One year ago, Brooklyn Hough was a cashier at Tops Friendly Market, located on Buffalo’s east side. She was 22 years old and working to support her two children. Hough was just going out for her lunch break on a typical, quiet Saturday.
Then Payton Gendron arrived at the store. He carried out a racist shooting spree that would shock the nation and traumatize the city.
Hough heard gunshots and then screaming. At first, she thought the store was getting robbed. She fled through the back of the store.
“I did not see the killing, but I did see the bodies,” Hough told HuffPost.
She tried to call her boyfriend but his phone was dead, so she called her mother. Her mother could hear other people screaming, too.
Gendron murdered 10 Black people and injured three others. In his 180-page manifesto, the 18-year-old said he was fighting back against the “Great Replacement,” a dangerous white supremacist ideology that claims the government and Democrats are deliberately replacing ethnic Europeans with non-Europeans to gain political and cultural advantage.
In February, a state judge gave Gendron 11 consecutive life sentences without the possibility of parole. Right before the judge handed down his sentence, a family member of one victim berated the shooter and another man lunged at him, which temporarily halted the proceedings.
For Hough and others in Buffalo, the shooter’s calculated acts of violence caused pain that will exist for generations in the community. The May 14 shooting is remembered by local activists as “514.”
The grocery store shut down after the killings, though it’s now open. Hough had to find other ways to pay her bills and support her young children, so she took another job working as a cashier elsewhere. Along the way, she became a part of a support group with local activist Myles Carter and others that discusses demands on behalf of the massacre survivors and help for their predominantly Black community.
Hough and Carter both remember when President Joe Biden came to town in the days after the tragedy. He talked with the family members who lost loved ones and the people who were injured, though Hough wishes he had met with other people who were in the store, too.
Ten days after the shooting, another 18-year-old went to Uvalde, Texas, and fatally shot 19 children and two teachers inside a school. Seventeen others were injured but survived the attack. National attention quickly turned to Texas.
Carter says that Black people and Black communities have been terrorized for years — and that locking up the killers, while necessary, isn’t enough.

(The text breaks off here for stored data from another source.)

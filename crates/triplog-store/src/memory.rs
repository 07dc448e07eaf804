//! In-memory store engine

use std::time::Duration;

use async_trait::async_trait;
use serde_json::Value;
use tokio::sync::RwLock;
use tracing::debug;
use triplog_types::StoreError;

use crate::tables::Tables;
use crate::{Collection, Document, DocumentStore, StoreResult, WriteBatch};

/// Failure to inject into the next commit
#[derive(Debug, Clone, Copy, PartialEq, Eq)]
pub enum CommitFailure {
    /// Refuse the batch; nothing is applied
    Reject,
    /// Apply the batch, then report the connection as lost
    LoseAck,
}

#[derive(Debug, Default)]
struct Faults {
    next_commit: Option<CommitFailure>,
    fail_queries: bool,
}

#[derive(Debug, Default)]
struct State {
    tables: Tables,
    faults: Faults,
}

/// Store kept entirely in memory
///
/// Commits are staged on a copy of the tables and swapped in only when every
/// op succeeded. An optional latency is awaited before each call, which lets
/// tests interleave concurrent callers under a paused clock.
#[derive(Debug, Default)]
pub struct MemoryStore {
    state: RwLock<State>,
    latency: Option<Duration>,
}

impl MemoryStore {
    pub fn new() -> Self {
        Self::default()
    }

    pub fn with_latency(mut self, latency: Duration) -> Self {
        self.latency = Some(latency);
        self
    }

    /// Make the next commit fail in the given way
    pub async fn fail_next_commit(&self, failure: CommitFailure) {
        self.state.write().await.faults.next_commit = Some(failure);
    }

    /// Make every read fail until switched off
    pub async fn fail_queries(&self, fail: bool) {
        self.state.write().await.faults.fail_queries = fail;
    }

    /// Number of documents in a collection
    pub async fn count(&self, collection: Collection) -> usize {
        self.state
            .read()
            .await
            .tables
            .table(collection)
            .map(|t| t.len())
            .unwrap_or(0)
    }

    async fn delay(&self) {
        if let Some(latency) = self.latency {
            tokio::time::sleep(latency).await;
        }
    }

    async fn read_state(&self) -> StoreResult<tokio::sync::RwLockReadGuard<'_, State>> {
        self.delay().await;
        let state = self.state.read().await;
        if state.faults.fail_queries {
            return Err(StoreError::Unavailable("injected query failure".to_string()));
        }
        Ok(state)
    }
}

#[async_trait]
impl DocumentStore for MemoryStore {
    async fn get(&self, collection: Collection, key: &str) -> StoreResult<Option<Document>> {
        Ok(self.read_state().await?.tables.get(collection, key))
    }

    async fn query_equals(
        &self,
        collection: Collection,
        field: &str,
        value: &Value,
    ) -> StoreResult<Vec<Document>> {
        Ok(self
            .read_state()
            .await?
            .tables
            .query_equals(collection, field, value))
    }

    async fn query_prefix(
        &self,
        collection: Collection,
        field: &str,
        prefix: &str,
        limit: usize,
    ) -> StoreResult<Vec<Document>> {
        Ok(self
            .read_state()
            .await?
            .tables
            .query_prefix(collection, field, prefix, limit))
    }

    async fn list(
        &self,
        collection: Collection,
        order_by: &str,
        descending: bool,
        limit: Option<usize>,
    ) -> StoreResult<Vec<Document>> {
        Ok(self
            .read_state()
            .await?
            .tables
            .list(collection, order_by, descending, limit))
    }

    async fn commit(&self, batch: WriteBatch) -> StoreResult<()> {
        self.delay().await;
        let mut state = self.state.write().await;
        let failure = state.faults.next_commit.take();
        if failure == Some(CommitFailure::Reject) {
            return Err(StoreError::Rejected("injected commit failure".to_string()));
        }

        let mut staged = state.tables.clone();
        staged.apply(&batch)?;
        state.tables = staged;
        debug!(ops = batch.len(), "memory store committed batch");

        if failure == Some(CommitFailure::LoseAck) {
            return Err(StoreError::Unavailable(
                "connection lost before acknowledgement".to_string(),
            ));
        }
        Ok(())
    }
}
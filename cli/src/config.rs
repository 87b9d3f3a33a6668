//! Resolved CLI settings.
//!
//! Flags win over `GOBARBER_*` environment variables (clap handles that
//! precedence); this module normalizes the result and fills in the default
//! session file location.

#[cfg(test)]
#[path = "config_test.rs"]
mod config_test;

use std::path::PathBuf;

use directories::ProjectDirs;

use crate::error::CliError;

pub const DEFAULT_API_URL: &str = "http://localhost:3333";
/// Session file name inside the data directory.
pub const STORE_FILE: &str = "session.json";

#[derive(Debug, Clone, PartialEq, Eq)]
pub struct CliConfig {
    /// Backend base URL without a trailing slash.
    pub api_url: String,
    /// JSON file holding the persisted session.
    pub store_path: PathBuf,
}

impl CliConfig {
    /// Resolve against the platform data directory.
    pub fn resolve(api_url: &str, store_path: Option<PathBuf>) -> Result<Self, CliError> {
        Self::from_parts(api_url, store_path, default_data_dir())
    }

    /// Build from already-gathered inputs; `data_dir` is only consulted when no
    /// explicit store path was given.
    pub fn from_parts(
        api_url: &str,
        store_path: Option<PathBuf>,
        data_dir: Option<PathBuf>,
    ) -> Result<Self, CliError> {
        let api_url = api_url.trim().trim_end_matches('/');
        if !(api_url.starts_with("http://") || api_url.starts_with("https://")) {
            return Err(CliError::InvalidApiUrl(api_url.to_owned()));
        }
        let store_path = match store_path {
            Some(path) => path,
            None => data_dir.ok_or(CliError::NoDataDir)?.join(STORE_FILE),
        };
        Ok(Self { api_url: api_url.to_owned(), store_path })
    }
}

fn default_data_dir() -> Option<PathBuf> {
    ProjectDirs::from("com", "gobarber", "gobarber").map(|dirs| dirs.data_dir().to_path_buf())
}
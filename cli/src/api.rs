//! `reqwest` implementation of the scheduling API.
//!
//! Mirrors the browser client: the bearer token lives behind a shared lock so
//! the session store can attach or detach it, and every non-2xx response is
//! mapped into `ApiError` with the backend's `message` when present.

#[cfg(test)]
#[path = "api_test.rs"]
mod api_test;

use std::sync::{Arc, PoisonError, RwLock};

use gobarber::ApiError;
use gobarber::api::{self, AvailabilityQuery, SchedulingApi};
use gobarber::models::{
    AppointmentRequest, AvailabilitySlot, AvatarUpload, ProfileUpdate, Provider, SessionResponse, SignInCredentials,
    UserProfile,
};
use reqwest::multipart::{Form, Part};
use reqwest::{Method, RequestBuilder, Response};
use serde::de::DeserializeOwned;

#[derive(Clone, Debug)]
pub struct ReqwestApi {
    client: reqwest::Client,
    base_url: String,
    token: Arc<RwLock<Option<String>>>,
}

impl ReqwestApi {
    pub fn new(base_url: impl Into<String>) -> Self {
        Self { client: reqwest::Client::new(), base_url: base_url.into(), token: Arc::new(RwLock::new(None)) }
    }

    fn url(&self, path: &str) -> String {
        api::endpoint(&self.base_url, path)
    }

    fn request(&self, method: Method, path: &str) -> RequestBuilder {
        let builder = self.client.request(method, self.url(path));
        let token = self.token.read().unwrap_or_else(PoisonError::into_inner).clone();
        match token {
            Some(token) => builder.bearer_auth(token),
            None => builder,
        }
    }
}

fn transport(e: impl std::fmt::Display) -> ApiError {
    ApiError::Transport(e.to_string())
}

/// Send and fail on non-2xx.
async fn send(builder: RequestBuilder) -> Result<Response, ApiError> {
    let resp = builder.send().await.map_err(transport)?;
    let status = resp.status();
    if status.is_success() {
        return Ok(resp);
    }
    let body = resp.text().await.unwrap_or_default();
    Err(ApiError::from_response(status.as_u16(), &body))
}

async fn decode<T: DeserializeOwned>(builder: RequestBuilder) -> Result<T, ApiError> {
    let resp = send(builder).await?;
    resp.json::<T>().await.map_err(|e| ApiError::Decode(e.to_string()))
}

impl SchedulingApi for ReqwestApi {
    fn set_auth_token(&self, token: Option<&str>) {
        let mut slot = self.token.write().unwrap_or_else(PoisonError::into_inner);
        *slot = token.map(ToOwned::to_owned);
    }

    async fn create_session(&self, credentials: &SignInCredentials) -> Result<SessionResponse, ApiError> {
        decode(self.request(Method::POST, api::SESSIONS_PATH).json(credentials)).await
    }

    async fn list_providers(&self) -> Result<Vec<Provider>, ApiError> {
        decode(self.request(Method::GET, api::PROVIDERS_PATH)).await
    }

    async fn day_availability(&self, query: &AvailabilityQuery) -> Result<Vec<AvailabilitySlot>, ApiError> {
        decode(self.request(Method::GET, &query.path()).query(&query.params())).await
    }

    async fn create_appointment(&self, request: &AppointmentRequest) -> Result<(), ApiError> {
        send(self.request(Method::POST, api::APPOINTMENTS_PATH).json(request)).await?;
        Ok(())
    }

    async fn update_profile(&self, update: &ProfileUpdate) -> Result<UserProfile, ApiError> {
        decode(self.request(Method::PUT, api::PROFILE_PATH).json(update)).await
    }

    async fn update_avatar(&self, upload: &AvatarUpload) -> Result<UserProfile, ApiError> {
        let part = Part::bytes(upload.bytes.clone())
            .file_name(upload.file_name.clone())
            .mime_str(&upload.content_type)
            .map_err(transport)?;
        let form = Form::new().part(api::AVATAR_FIELD, part);
        decode(self.request(Method::PATCH, api::AVATAR_PATH).multipart(form)).await
    }
}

“For us, Peyton Gendron is the person who injured us. But Peyton Gendron is a foot soldier in the sea of white supremacy. We don’t have any real justice here because he is one of many. And you can see it happening in history over and over again,” he said.
Racism existed in Buffalo long before Gendron — he wasn’t even the first killer to target the city’s Black population.
Four decades ago, a serial killer preyed on Black men in the city, despite residents’ pleas for police to connect the dots and stop the violence. Beginning in 1980, a man named Joseph Christopher slayed men with a .22 caliber pistol, seemingly at random except with regard to their race — they were all Black men.
Local Black leaders called on city officials to investigate the killings as a conspiracy, but members of law enforcement were still working to draw connections between them.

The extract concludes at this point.